Two Hollywood Sound Impulse Collection packages are available direct from Numerical Sound and selected vendors. The first is the 44.1/44k package with 241 ER/Tail combinations plus 27 bonus “tails only” per audio format, for a total of 536 impulses.

The second Hollywood Sound Impulse Collection is 88K and 96K that comes with 241 ER/Tail combinations and 27 bonus “tails” for a total of 536 impulses in all.

Both products are available for immediate download. Can be used in any convolution reverb.

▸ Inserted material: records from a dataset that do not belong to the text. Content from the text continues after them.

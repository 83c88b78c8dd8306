//! Tests for the read-through cache pipeline
//!
//! The upstream is a counting fake serving a fixed resource so each test can
//! assert exactly which byte ranges left the cache.

use async_trait::async_trait;
use bytes::Bytes;
use core_playback::cache::{CacheConfig, CacheIndex, DiskCache, NoOpCacheEvictor};
use core_playback::datasource::{
    build_read_through_pipeline, ByteStream, CacheDataSourceFactory, DataSource,
    DataSourceFactory, DataSpec,
};
use core_playback::{PlaybackError, Result};
use futures::stream::{self, StreamExt, TryStreamExt};
use std::path::PathBuf;
use std::sync::{Arc, Mutex};

const URI: &str = "https://cdn.example.com/video.mp4";

// ============================================================================
// Fake upstream
// ============================================================================

#[derive(Clone)]
struct FakeUpstream {
    resource: Bytes,
    requests: Arc<Mutex<Vec<DataSpec>>>,
    fail_with_status: Option<u16>,
    /// Body delivered in chunks of this many bytes.
    chunk_size: usize,
    /// Connection drops after this many body bytes.
    drop_after: Option<usize>,
}

impl FakeUpstream {
    fn new(len: usize) -> Self {
        let resource: Vec<u8> = (0..len).map(|i| (i % 251) as u8).collect();
        Self {
            resource: Bytes::from(resource),
            requests: Arc::new(Mutex::new(Vec::new())),
            fail_with_status: None,
            chunk_size: 64,
            drop_after: None,
        }
    }

    fn chunked(len: usize, chunk_size: usize) -> Self {
        Self {
            chunk_size,
            ..Self::new(len)
        }
    }

    fn dropping_after(len: usize, chunk_size: usize, drop_after: usize) -> Self {
        Self {
            drop_after: Some(drop_after),
            ..Self::chunked(len, chunk_size)
        }
    }

    fn failing(status: u16) -> Self {
        Self {
            fail_with_status: Some(status),
            ..Self::new(0)
        }
    }

    fn slice(&self, position: u64, length: Option<u64>) -> Bytes {
        let start = (position as usize).min(self.resource.len());
        let end = length
            .map(|len| (start + len as usize).min(self.resource.len()))
            .unwrap_or(self.resource.len());
        self.resource.slice(start..end)
    }

    fn requests(&self) -> Vec<DataSpec> {
        self.requests.lock().unwrap().clone()
    }
}

#[async_trait]
impl DataSource for FakeUpstream {
    async fn open(&self, spec: &DataSpec) -> Result<ByteStream> {
        self.requests.lock().unwrap().push(spec.clone());
        if let Some(status) = self.fail_with_status {
            return Err(PlaybackError::HttpStatus {
                status,
                url: spec.uri.clone(),
            });
        }

        let body = self.slice(spec.position, spec.length);
        let delivered = self.drop_after.map_or(body.len(), |limit| limit.min(body.len()));
        let mut chunks: Vec<Result<Bytes>> = (0..delivered)
            .step_by(self.chunk_size)
            .map(|start| Ok(body.slice(start..(start + self.chunk_size).min(delivered))))
            .collect();
        if delivered < body.len() {
            chunks.push(Err(PlaybackError::Internal("connection reset".into())));
        }
        Ok(stream::iter(chunks).boxed())
    }
}

impl DataSourceFactory for FakeUpstream {
    fn create_data_source(&self) -> Box<dyn DataSource> {
        Box::new(self.clone())
    }
}

// ============================================================================
// Helpers
// ============================================================================

fn temp_root(tag: &str) -> PathBuf {
    std::env::temp_dir().join(format!("vpc-pipe-{}-{}", tag, uuid::Uuid::new_v4()))
}

/// Cache whose index lives outside the span directory, so the span
/// directory can be broken without touching the database.
async fn open_cache(tag: &str) -> Arc<DiskCache> {
    let root = temp_root(tag);
    let index = CacheIndex::open(&root.join("index").join("cache_index.db"))
        .await
        .unwrap();
    let cache = DiskCache::open(root.join("spans"), Arc::new(index), Box::new(NoOpCacheEvictor))
        .await
        .unwrap();
    Arc::new(cache)
}

fn pipeline(upstream: &FakeUpstream, cache: &Arc<DiskCache>) -> Box<dyn DataSource> {
    build_read_through_pipeline(
        Arc::new(upstream.clone()),
        cache.clone(),
        &CacheConfig::default(),
    )
    .create_data_source()
}

fn spec(position: u64, length: Option<u64>) -> DataSpec {
    DataSpec::new(URI).with_position(position).with_length(length)
}

// ============================================================================
// Cache hits
// ============================================================================

#[tokio::test]
async fn test_second_read_served_from_cache() {
    let upstream = FakeUpstream::new(1000);
    let cache = open_cache("hit").await;
    let source = pipeline(&upstream, &cache);

    let first = source.read(&spec(100, Some(200))).await.unwrap();
    let second = source.read(&spec(100, Some(200))).await.unwrap();

    assert_eq!(first, upstream.slice(100, Some(200)));
    assert_eq!(second, first);
    assert_eq!(upstream.requests().len(), 1);
}

#[tokio::test]
async fn test_cache_shared_across_sessions() {
    let upstream = FakeUpstream::new(64);
    let cache = open_cache("sessions").await;

    pipeline(&upstream, &cache)
        .read(&spec(0, Some(64)))
        .await
        .unwrap();
    let body = pipeline(&upstream, &cache)
        .read(&spec(16, Some(16)))
        .await
        .unwrap();

    assert_eq!(body, upstream.slice(16, Some(16)));
    assert_eq!(upstream.requests().len(), 1);
}

#[tokio::test]
async fn test_cached_prefix_reused_and_remainder_fetched() {
    let upstream = FakeUpstream::new(1000);
    let cache = open_cache("prefix").await;
    let source = pipeline(&upstream, &cache);

    source.read(&spec(0, Some(100))).await.unwrap();
    let body = source.read(&spec(0, Some(300))).await.unwrap();

    assert_eq!(body, upstream.slice(0, Some(300)));
    let requests = upstream.requests();
    assert_eq!(requests.len(), 2);
    assert_eq!(requests[1].position, 100);
    assert_eq!(requests[1].length, Some(200));
    assert_eq!(cache.cached_length(URI, 0, None), 300);
}

#[tokio::test]
async fn test_open_ended_read_records_content_length() {
    let upstream = FakeUpstream::new(500);
    let cache = open_cache("open-ended").await;
    let source = pipeline(&upstream, &cache);

    let first = source.read(&spec(0, None)).await.unwrap();
    assert_eq!(first.len(), 500);
    assert_eq!(cache.content_length(URI), Some(500));

    // Fully cached to the end: no upstream call
    let tail = source.read(&spec(400, None)).await.unwrap();
    assert_eq!(tail, upstream.slice(400, None));
    let past_end = source.read(&spec(500, None)).await.unwrap();
    assert!(past_end.is_empty());
    assert_eq!(upstream.requests().len(), 1);
}

#[tokio::test]
async fn test_open_ended_read_without_known_length_goes_upstream() {
    let upstream = FakeUpstream::new(100);
    let cache = open_cache("unknown-length").await;
    let source = pipeline(&upstream, &cache);

    source.read(&spec(0, Some(100))).await.unwrap();
    assert_eq!(cache.content_length(URI), None);

    let body = source.read(&spec(0, None)).await.unwrap();
    assert_eq!(body.len(), 100);

    let requests = upstream.requests();
    assert_eq!(requests.len(), 2);
    assert_eq!(requests[1].position, 100);
    assert_eq!(cache.content_length(URI), Some(100));
}

#[tokio::test]
async fn test_read_past_known_end_served_from_cache() {
    let upstream = FakeUpstream::new(500);
    let cache = open_cache("past-end").await;
    let source = pipeline(&upstream, &cache);

    let first = source.read(&spec(0, Some(1000))).await.unwrap();
    assert_eq!(first.len(), 500);
    assert_eq!(cache.content_length(URI), Some(500));

    let second = source.read(&spec(0, Some(1000))).await.unwrap();
    assert_eq!(second, first);
    let tail = source.read(&spec(400, Some(1000))).await.unwrap();
    assert_eq!(tail, upstream.slice(400, None));
    assert_eq!(upstream.requests().len(), 1);
}

#[tokio::test]
async fn test_fetched_bytes_written_in_fragments() {
    let upstream = FakeUpstream::new(10);
    let cache = open_cache("fragments").await;
    let source = build_read_through_pipeline(
        Arc::new(upstream.clone()),
        cache.clone(),
        &CacheConfig::default().with_fragment_size(4),
    )
    .create_data_source();

    source.read(&spec(0, Some(10))).await.unwrap();

    let spans = cache.spans(URI);
    let layout: Vec<(u64, u64)> = spans.iter().map(|s| (s.position, s.length)).collect();
    assert_eq!(layout, vec![(0, 4), (4, 4), (8, 2)]);
}

#[tokio::test]
async fn test_custom_cache_key_shared_between_uris() {
    let upstream = FakeUpstream::new(50);
    let cache = open_cache("custom-key").await;
    let source = pipeline(&upstream, &cache);

    let a = DataSpec::new("https://edge-a.example.com/v.mp4?sig=1")
        .with_length(Some(50))
        .with_key("video-7");
    let b = DataSpec::new("https://edge-b.example.com/v.mp4?sig=2")
        .with_length(Some(50))
        .with_key("video-7");

    source.read(&a).await.unwrap();
    let body = source.read(&b).await.unwrap();

    assert_eq!(body.len(), 50);
    assert_eq!(upstream.requests().len(), 1);
    assert_eq!(cache.keys(), vec!["video-7".to_string()]);
}

#[tokio::test]
async fn test_fragments_cached_while_streaming() {
    let upstream = FakeUpstream::chunked(100, 10);
    let cache = open_cache("streaming").await;
    let source = build_read_through_pipeline(
        Arc::new(upstream.clone()),
        cache.clone(),
        &CacheConfig::default().with_fragment_size(20),
    )
    .create_data_source();

    let mut body = source.open(&spec(0, Some(100))).await.unwrap();
    assert!(cache.spans(URI).is_empty());

    // Two 10-byte chunks fill the first fragment
    body.try_next().await.unwrap().unwrap();
    body.try_next().await.unwrap().unwrap();
    let layout: Vec<(u64, u64)> = cache
        .spans(URI)
        .iter()
        .map(|s| (s.position, s.length))
        .collect();
    assert_eq!(layout, vec![(0, 20)]);

    let rest: Vec<Bytes> = body.try_collect().await.unwrap();
    assert_eq!(rest.len(), 8);
    assert_eq!(cache.cached_length(URI, 0, None), 100);
}

// ============================================================================
// Failure policy
// ============================================================================

#[tokio::test]
async fn test_interrupted_download_keeps_received_fragments() {
    let upstream = FakeUpstream::dropping_after(100, 10, 50);
    let cache = open_cache("interrupted").await;
    let source = build_read_through_pipeline(
        Arc::new(upstream.clone()),
        cache.clone(),
        &CacheConfig::default().with_fragment_size(20),
    )
    .create_data_source();

    let err = source.read(&spec(0, Some(100))).await.unwrap_err();
    assert!(matches!(err, PlaybackError::Internal(_)));

    let layout: Vec<(u64, u64)> = cache
        .spans(URI)
        .iter()
        .map(|s| (s.position, s.length))
        .collect();
    assert_eq!(layout, vec![(0, 20), (20, 20), (40, 10)]);
    assert_eq!(cache.content_length(URI), None);

    // A retry only fetches what the failed attempt never received
    let retry = FakeUpstream::new(100);
    let body = pipeline(&retry, &cache).read(&spec(0, Some(100))).await.unwrap();
    assert_eq!(body, retry.slice(0, Some(100)));
    assert_eq!(retry.requests()[0].position, 50);
}

#[tokio::test]
async fn test_cache_read_error_falls_back_to_upstream() {
    let upstream = FakeUpstream::new(200);
    let cache = open_cache("read-error").await;
    let source = pipeline(&upstream, &cache);

    source.read(&spec(0, Some(200))).await.unwrap();
    for span in cache.spans(URI) {
        tokio::fs::remove_file(&span.file).await.unwrap();
    }

    let body = source.read(&spec(0, Some(200))).await.unwrap();
    assert_eq!(body, upstream.slice(0, Some(200)));

    // Whole request went upstream and nothing was written back
    let requests = upstream.requests();
    assert_eq!(requests.len(), 2);
    assert_eq!(requests[1], spec(0, Some(200)));
    assert!(cache.spans(URI).is_empty());
}

#[tokio::test]
async fn test_cache_write_error_still_returns_bytes() {
    let upstream = FakeUpstream::new(300);
    let cache = open_cache("write-error").await;
    let source = pipeline(&upstream, &cache);

    // Replace the span directory with a plain file
    let directory = cache.directory().to_path_buf();
    tokio::fs::remove_dir_all(&directory).await.unwrap();
    tokio::fs::write(&directory, b"blocked").await.unwrap();

    let body = source.read(&spec(0, Some(300))).await.unwrap();
    assert_eq!(body, upstream.slice(0, Some(300)));
    assert!(cache.spans(URI).is_empty());
}

#[tokio::test]
async fn test_cache_errors_surface_when_not_ignored() {
    let upstream = FakeUpstream::new(300);
    let cache = open_cache("strict").await;
    let source = CacheDataSourceFactory::new(cache.clone(), Arc::new(upstream.clone()))
        .with_ignore_cache_on_error(false)
        .create_data_source();

    let directory = cache.directory().to_path_buf();
    tokio::fs::remove_dir_all(&directory).await.unwrap();
    tokio::fs::write(&directory, b"blocked").await.unwrap();

    let err = source.read(&spec(0, Some(300))).await.unwrap_err();
    assert!(err.is_cache_error());
}

#[tokio::test]
async fn test_upstream_error_propagates() {
    let upstream = FakeUpstream::failing(503);
    let cache = open_cache("upstream-error").await;
    let source = pipeline(&upstream, &cache);

    let err = source.read(&spec(0, Some(10))).await.unwrap_err();
    assert!(matches!(err, PlaybackError::HttpStatus { status: 503, .. }));
    assert!(err.is_network_error());
    assert!(cache.keys().is_empty());
}

#[tokio::test]
async fn test_zero_length_read_touches_nothing() {
    let upstream = FakeUpstream::new(10);
    let cache = open_cache("zero").await;
    let source = pipeline(&upstream, &cache);

    assert!(source.read(&spec(5, Some(0))).await.unwrap().is_empty());
    assert!(upstream.requests().is_empty());
}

For more information, demos and ordering please go to 

http://www.numericalsound.com/hollywood_sound_ir.html

Ernest Cholakis
Numerical Sound
www.numericalsound.com


----------



## Camus (Jan 23, 2014)

Hi Ernest,

I tried to order the new impulses but the cart shows "Lass edition" instead of "hollywood Sound Impulse response Collection"
Seems there´s something wrong with the ordering system.

Best Camus


----------



## ErnestCholakis (Jan 23, 2014)

Camus

Just fixed it. 

Ernest


----------



## The Darris (Jan 23, 2014)

Ernest, I am quite interested in this product. It would be nice to have Air and Sony IRs in my arsenal but I have to ask because it is unclear. Are these actual IR's from the locations or emmulated? With that said, do you have the ability to provide some demos of comparison between Dry samples using these IR's compared to Recorded samples that are in the actual room. (ie: dry strings with Air IR versus some Spitfire Strings, likewise for Sony and the CineSeries.) I would be really interested to hear how they compare. Thanks.


----------



## jumpenguin (Jan 23, 2014)

I enjoy using FORTI with Vienna Suites. How this new product different from FORTI? Is it a step forward to get this or sort of redundant to have both?


----------



## Peter Alexander (Jan 23, 2014)

I have this set. From the original post: 

_The Hollywood Sound Impulse Response Collection does not imitate these existing scoring stages and studios, but rather, through a proprietary convolution process, offers a larger than life high resolution alternative..._

_These six ER's, each with its own three colors, are then applied to these reverb tail lengths: .7s, .85s, 1.0s, 1.2s, 1.5s, 2.0s, 3.0s, 4.0s, and 5.0 seconds._

So what this means is that nine studio/concert hall sizes were selected for emulating where the RT60 (reverb tail/decay) ranged from .7s to 5.0s. Those from .7s to 3.0s are the published RT60s of recording studios where both film scores and sample libs have been recorded. 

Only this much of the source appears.